▸ **EXERCISE**:
Could you please return each line of the data that has the word "replaced"?

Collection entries
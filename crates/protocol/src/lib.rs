//! Shroud Protocol - recognizing what an outbound payload is
//!
//! This crate provides:
//! - `classify`: tagging the first bytes of a write as TLS handshake, HTTP request or generic
//! - `ClientHello`: a zero-copy view over a TLS ClientHello record (extensions, SNI location)
//! - HTTP request-head helpers (header boundaries, `Host:` lookup)
//!
//! Nothing here mutates a payload. Rewriting lives in `shroud-obfuscation`.

mod classify;
mod http;
mod tls;

#[cfg(any(test, feature = "test-util"))]
pub mod testing;

pub use classify::*;
pub use http::*;
pub use tls::*;
//! HTTP/1.x request-head helpers
//!
//! Only the bits the fragmenter and the header randomizer need: where the head
//! ends, where each header line sits, and where `Host:` starts.

use std::ops::Range;

/// One header line within a request head
#[derive(Debug, Clone, PartialEq, Eq)]
pub struct HeaderLine {
    /// Whole line without its terminator
    pub line: Range<usize>,
    /// Header name (before the colon)
    pub name: Range<usize>,
    /// Offset of the colon
    pub colon: usize,
    /// Terminator length: 2 for CRLF, 1 for bare LF, 0 for an unterminated last line
    pub terminator: usize,
}

/// Parsed layout of an HTTP request head
#[derive(Debug, Clone)]
pub struct RequestHead {
    /// Request line without its terminator
    pub request_line: Range<usize>,
    /// Method token
    pub method: Range<usize>,
    pub headers: Vec<HeaderLine>,
    /// Offset just past the blank line, or the input length when the head is incomplete
    pub head_end: usize,
    /// Whether the blank line terminating the head was seen
    pub complete: bool,
}

impl RequestHead {
    /// Split a request head into lines
    ///
    /// Returns `None` when there is no request line at all. Lines without a
    /// colon are skipped rather than rejected.
    pub fn parse(data: &[u8]) -> Option<Self> {
        let (first, first_term) = next_line(data, 0)?;
        let method_end = data[first.clone()]
            .iter()
            .position(|&b| b == b' ')
            .map(|p| first.start + p)?;

        let mut headers = Vec::new();
        let mut pos = first.end + first_term;
        let mut complete = false;

        while pos < data.len() {
            let Some((line, term)) = next_line(data, pos) else {
                break;
            };
            if line.is_empty() && term > 0 {
                pos += term;
                complete = true;
                break;
            }
            if let Some(colon) = data[line.clone()].iter().position(|&b| b == b':') {
                headers.push(HeaderLine {
                    name: line.start..line.start + colon,
                    colon: line.start + colon,
                    line: line.clone(),
                    terminator: term,
                });
            }
            pos = line.end + term;
            if term == 0 {
                break;
            }
        }

        Some(Self {
            request_line: first,
            method: 0..method_end,
            headers,
            head_end: pos.min(data.len()),
            complete,
        })
    }

    /// Find a header by case-insensitive name
    pub fn header<'h>(&'h self, data: &[u8], name: &str) -> Option<&'h HeaderLine> {
        self.headers
            .iter()
            .find(|h| data[h.name.clone()].eq_ignore_ascii_case(name.as_bytes()))
    }
}

/// Next line starting at `start`: (range without terminator, terminator length)
fn next_line(data: &[u8], start: usize) -> Option<(Range<usize>, usize)> {
    if start >= data.len() {
        return None;
    }
    match data[start..].iter().position(|&b| b == b'\n') {
        Some(p) => {
            let lf = start + p;
            if lf > start && data[lf - 1] == b'\r' {
                Some((start..lf - 1, 2))
            } else {
                Some((start..lf, 1))
            }
        }
        None => Some((start..data.len(), 0)),
    }
}

/// Offset of the `Host:` header name
///
/// Matches case-insensitively, only at the start of a line after the request
/// line, so a `Host:` inside a path or another header value is not picked up.
pub fn find_host_header(data: &[u8]) -> Option<usize> {
    const NEEDLE: &[u8] = b"host:";

    let mut pos = data.iter().position(|&b| b == b'\n')? + 1;
    while pos + NEEDLE.len() <= data.len() {
        let rest = &data[pos..];
        if rest[..NEEDLE.len()].eq_ignore_ascii_case(NEEDLE) {
            return Some(pos);
        }
        // Blank line ends the head
        if rest.starts_with(b"\r\n") || rest.starts_with(b"\n") {
            return None;
        }
        pos += rest.iter().position(|&b| b == b'\n')? + 1;
    }
    None
}

/// Offset just past the `\r\n\r\n` that ends the head
pub fn header_end(data: &[u8]) -> Option<usize> {
    data.windows(4)
        .position(|w| w == b"\r\n\r\n")
        .map(|p| p + 4)
}
//! SNI masking against a whitelist

use std::sync::Arc;

use serde::{Deserialize, Serialize};
use shroud_protocol::{ClientHello, EXT_SERVER_NAME, server_name_extension};
use tracing::debug;

use crate::whitelist::WhitelistSet;

/// Zero-width code points interleaved into a hostname
const ZERO_WIDTH_CHARS: [char; 4] = ['\u{200B}', '\u{200C}', '\u{200D}', '\u{FEFF}'];

/// How a hostname is disguised
#[derive(Debug, Clone, Copy, Default, PartialEq, Eq, Serialize, Deserialize)]
#[serde(rename_all = "snake_case")]
pub enum SniMaskMode {
    /// Replace the hostname with a whitelisted domain
    #[default]
    Fronting,
    /// Keep the hostname but interleave zero-width characters
    ZeroWidth,
}

/// Rewrites the server_name of a ClientHello
#[derive(Debug, Clone)]
pub struct SniMasker {
    whitelist: Arc<WhitelistSet>,
    mode: SniMaskMode,
}

impl SniMasker {
    pub fn new(whitelist: Arc<WhitelistSet>, mode: SniMaskMode) -> Self {
        Self { whitelist, mode }
    }

    pub fn mode(&self) -> SniMaskMode {
        self.mode
    }

    pub fn whitelist(&self) -> &Arc<WhitelistSet> {
        &self.whitelist
    }

    /// Hosts already on the whitelist are left alone
    pub fn should_mask(&self, host: &str) -> bool {
        !self.whitelist.contains(host)
    }

    /// Masked form of `host`, or `None` when it needs no masking
    pub fn masked_name(&self, host: &str) -> Option<String> {
        if !self.should_mask(host) {
            return None;
        }
        Some(match self.mode {
            SniMaskMode::Fronting => self.whitelist.select_for(host),
            SniMaskMode::ZeroWidth => insert_zero_width(host),
        })
    }

    /// Rewrite the SNI of a ClientHello record
    ///
    /// Returns `None` when the record does not parse, has no SNI, or the SNI is
    /// already whitelisted.
    pub fn apply(&self, record: &[u8]) -> Option<Vec<u8>> {
        let hello = ClientHello::parse(record).ok()?;
        let host = hello.server_name()?;
        let masked = self.masked_name(host)?;

        debug!(
            "Masking SNI ({:?}): {} bytes -> {} bytes",
            self.mode,
            host.len(),
            masked.len()
        );

        let mut replaced = false;
        let extensions: Vec<Vec<u8>> = hello
            .extensions()
            .iter()
            .map(|ext| {
                if ext.kind == EXT_SERVER_NAME && !replaced {
                    replaced = true;
                    server_name_extension(masked.as_bytes())
                } else {
                    hello.extension_bytes(ext).to_vec()
                }
            })
            .collect();

        hello.rebuild(extensions).ok()
    }
}

/// Insert a random zero-width character after each character (except the last)
/// with probability 1/3
pub fn insert_zero_width(host: &str) -> String {
    let count = host.chars().count();
    let mut out = String::with_capacity(host.len() * 2);

    for (i, ch) in host.chars().enumerate() {
        out.push(ch);
        if i + 1 < count && fastrand::u8(0..3) == 0 {
            out.push(ZERO_WIDTH_CHARS[fastrand::usize(0..ZERO_WIDTH_CHARS.len())]);
        }
    }
    out
}

/// Remove zero-width characters (what a cooperating peer does)
pub fn strip_zero_width(host: &str) -> String {
    host.chars().filter(|c| !ZERO_WIDTH_CHARS.contains(c)).collect()
}

#[cfg(test)]
mod tests {
    use super::*;
    use shroud_protocol::testing::ClientHelloBuilder;

    fn hello(host: &str) -> Vec<u8> {
        ClientHelloBuilder::new()
            .server_name(host)
            .extension(0x000a, &[0x00, 0x02, 0x00, 0x1d])
            .build()
    }

    #[test]
    fn test_fronting_replaces_sni() {
        let whitelist = Arc::new(WhitelistSet::from_domains(["mail.ru"]));
        let masker = SniMasker::new(whitelist, SniMaskMode::Fronting);

        let out = masker.apply(&hello("blocked.example")).unwrap();
        let parsed = ClientHello::parse(&out).unwrap();

        assert_eq!(parsed.server_name(), Some("mail.ru"));
        assert_eq!(parsed.record_len(), out.len());
        assert!(parsed.extension(0x000a).is_some());
    }

    #[test]
    fn test_whitelisted_host_untouched() {
        let masker = SniMasker::new(Arc::new(WhitelistSet::with_defaults()), SniMaskMode::Fronting);

        assert!(!masker.should_mask("www.github.com"));
        assert!(masker.apply(&hello("www.github.com")).is_none());
    }

    #[test]
    fn test_zero_width_mode() {
        let masker = SniMasker::new(Arc::new(WhitelistSet::new()), SniMaskMode::ZeroWidth);

        let out = masker.apply(&hello("blocked.example.org")).unwrap();
        let parsed = ClientHello::parse(&out).unwrap();
        let name = parsed.server_name().unwrap();

        assert_eq!(strip_zero_width(name), "blocked.example.org");
        assert_eq!(parsed.record_len(), out.len());
    }

    #[test]
    fn test_insert_zero_width() {
        let host = "abcdefghijklmnopqrstuvwxyz.example";
        let mut inserted_any = false;

        for _ in 0..20 {
            let masked = insert_zero_width(host);
            assert_eq!(strip_zero_width(&masked), host);
            // Never appended after the last character
            assert!(masked.ends_with('e'));
            inserted_any |= masked.len() > host.len();
        }
        assert!(inserted_any);
    }

    #[test]
    fn test_no_sni() {
        let masker = SniMasker::new(Arc::new(WhitelistSet::new()), SniMaskMode::Fronting);
        let record = ClientHelloBuilder::new().extension(0x000a, &[0, 0]).build();
        assert!(masker.apply(&record).is_none());
    }
}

▸ **FINAL ANSWER**:
        let mut replaced = false;
                if ext.kind == EXT_SERVER_NAME && !replaced {
                    replaced = true;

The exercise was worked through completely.